The basic idea is this: Log entries are encrypted and signed, and whenever a log entry has been created, the logging process throws away the keys. A trusted administration device has a copy of the keys, so it can download the logs and verify and decrypt them.

Pre-generating and storing all those keys, although doable, would be somewhat ugly. Instead, the keys are generated using repeated hashing: keyi = hasha(keyi-1)
encryptionKeyi = hashb(keyi)
To make a new log entry, you derive encryptionKeyi using the one-way function hashb and use it to encrypt and sign the new log entry using an appropriate symmetric-crypto algorithm. Then you calculate keyi+1 using the one-way function hasha, store it and securely erase encryptionKeyi and keyi. hasha and hashb would in practice probably be the same hash functions with different input prefixes.

To initialize the system, key0 has to be generated, stored on the trusted administration device and fed to the logging process as the initial keyi. Later, on the next connection, the trusted device can download the logs and decrypt and verify them. An attacker can capture the keyi at the time of his intrusion, so he can manipulate the log from then on as he wishes, but he can't manipulate past logs without making the intrusion obvious. Unless an attacker doesn't care about stealth, he won't do that. To prevent the attacker from simply truncating the log and never writing anything to it again until the keys are rotated or so, the trusted device could e.g. verify that its own access is logged.
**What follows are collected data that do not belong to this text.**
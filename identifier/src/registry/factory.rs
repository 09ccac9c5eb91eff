use std::collections::HashMap;
use std::fmt;
use std::sync::Arc;

use serde::de::DeserializeOwned;
use serde_json::Value;

use super::errors::OptionsError;
use super::errors::RegistryError;
use crate::contract::Identifier;

/// Options handed to an identifier constructor.
pub type IdentifierOptions = serde_json::Map<String, Value>;

type Constructor =
    dyn Fn(&IdentifierOptions) -> Result<Arc<dyn Identifier>, OptionsError> + Send + Sync;

const TYPE_SUFFIX: &str = "Identifier";

/// Maps identifier type names to constructors.
///
/// Type names are resolved exactly first, then with the `Identifier` suffix
/// added or removed, so `"Password"` and `"PasswordIdentifier"` reach the
/// same constructor.
#[derive(Default)]
pub struct IdentifierFactory {
    constructors: HashMap<String, Box<Constructor>>,
}

impl IdentifierFactory {
    /// Create a factory without any known types.
    pub fn new() -> Self {
        Self::default()
    }

    /// Register a constructor working on raw options.
    ///
    /// Registering the same type name again replaces the constructor.
    ///
    /// # Arguments
    /// * `type_name` - Name configuration refers to
    /// * `constructor` - Builds an identifier from its options
    pub fn register<I, F>(&mut self, type_name: impl Into<String>, constructor: F)
    where
        I: Identifier + 'static,
        F: Fn(&IdentifierOptions) -> Result<I, OptionsError> + Send + Sync + 'static,
    {
        self.constructors.insert(
            type_name.into(),
            Box::new(move |options: &IdentifierOptions| {
                constructor(options).map(|identifier| Arc::new(identifier) as Arc<dyn Identifier>)
            }),
        );
    }

    /// Register a constructor taking typed options.
    ///
    /// The options map is deserialized into `O` before the constructor runs;
    /// a map that does not fit `O` is reported as `DeserializationFailed`.
    ///
    /// # Arguments
    /// * `type_name` - Name configuration refers to
    /// * `constructor` - Builds an identifier from deserialized options
    pub fn register_with_options<O, I, F>(&mut self, type_name: impl Into<String>, constructor: F)
    where
        O: DeserializeOwned,
        I: Identifier + 'static,
        F: Fn(O) -> Result<I, OptionsError> + Send + Sync + 'static,
    {
        self.register(type_name, move |options: &IdentifierOptions| {
            let typed: O = serde_json::from_value(Value::Object(options.clone()))
                .map_err(|e| OptionsError::DeserializationFailed(e.to_string()))?;
            constructor(typed)
        });
    }

    /// Check whether a type name resolves to a constructor.
    pub fn contains(&self, type_name: &str) -> bool {
        self.resolve(type_name).is_some()
    }

    /// Registered type names, in no particular order.
    pub fn type_names(&self) -> impl Iterator<Item = &str> {
        self.constructors.keys().map(String::as_str)
    }

    /// Resolve and construct an identifier.
    ///
    /// # Arguments
    /// * `name` - Registry name the identifier is built for (used in errors)
    /// * `type_name` - Type to resolve
    /// * `options` - Options passed to the constructor
    ///
    /// # Returns
    /// Newly constructed identifier
    ///
    /// # Errors
    /// * `NotFound` - No constructor matches `type_name`
    /// * `Configuration` - The constructor rejected the options
    pub fn build(
        &self,
        name: &str,
        type_name: &str,
        options: &IdentifierOptions,
    ) -> Result<Arc<dyn Identifier>, RegistryError> {
        let constructor = self
            .resolve(type_name)
            .ok_or_else(|| RegistryError::NotFound {
                name: name.to_string(),
                type_name: type_name.to_string(),
            })?;

        constructor(options).map_err(|source| RegistryError::Configuration {
            name: name.to_string(),
            source,
        })
    }

    fn resolve(&self, type_name: &str) -> Option<&Constructor> {
        if let Some(constructor) = self.constructors.get(type_name) {
            return Some(constructor.as_ref());
        }

        let alternative = match type_name.strip_suffix(TYPE_SUFFIX) {
            Some(short) if !short.is_empty() => short.to_string(),
            Some(_) => return None,
            None => format!("{}{}", type_name, TYPE_SUFFIX),
        };

        self.constructors
            .get(&alternative)
            .map(|constructor| constructor.as_ref())
    }
}

impl fmt::Debug for IdentifierFactory {
    fn fmt(&self, f: &mut fmt::Formatter<'_>) -> fmt::Result {
        let mut type_names: Vec<&str> = self.type_names().collect();
        type_names.sort_unstable();
        f.debug_struct("IdentifierFactory")
            .field("types", &type_names)
            .finish()
    }
}
pub mod collection;
pub mod errors;
pub mod factory;
pub mod lookup;

pub use collection::IdentifierRegistry;
pub use collection::IdentifierSpec;
pub use errors::OptionsError;
pub use errors::RegistryError;
pub use factory::IdentifierFactory;
pub use factory::IdentifierOptions;
pub use lookup::IdentifierLookup;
A problem with this is that, if you want this to work across unexpected power failures, you need to write the new key to disk, erase the old one and force a cache flush whenever a new log entry needs to be committed. Also, the old key must not remain in userspace memory, kernel memory (filesystem caches or so), drive firmware and so on. Another small disadvantage is that you won't have random access to the encrypted log, only linear access, but you would only have to decrypt it once and store the unencrypted copy on the admin device to get around that.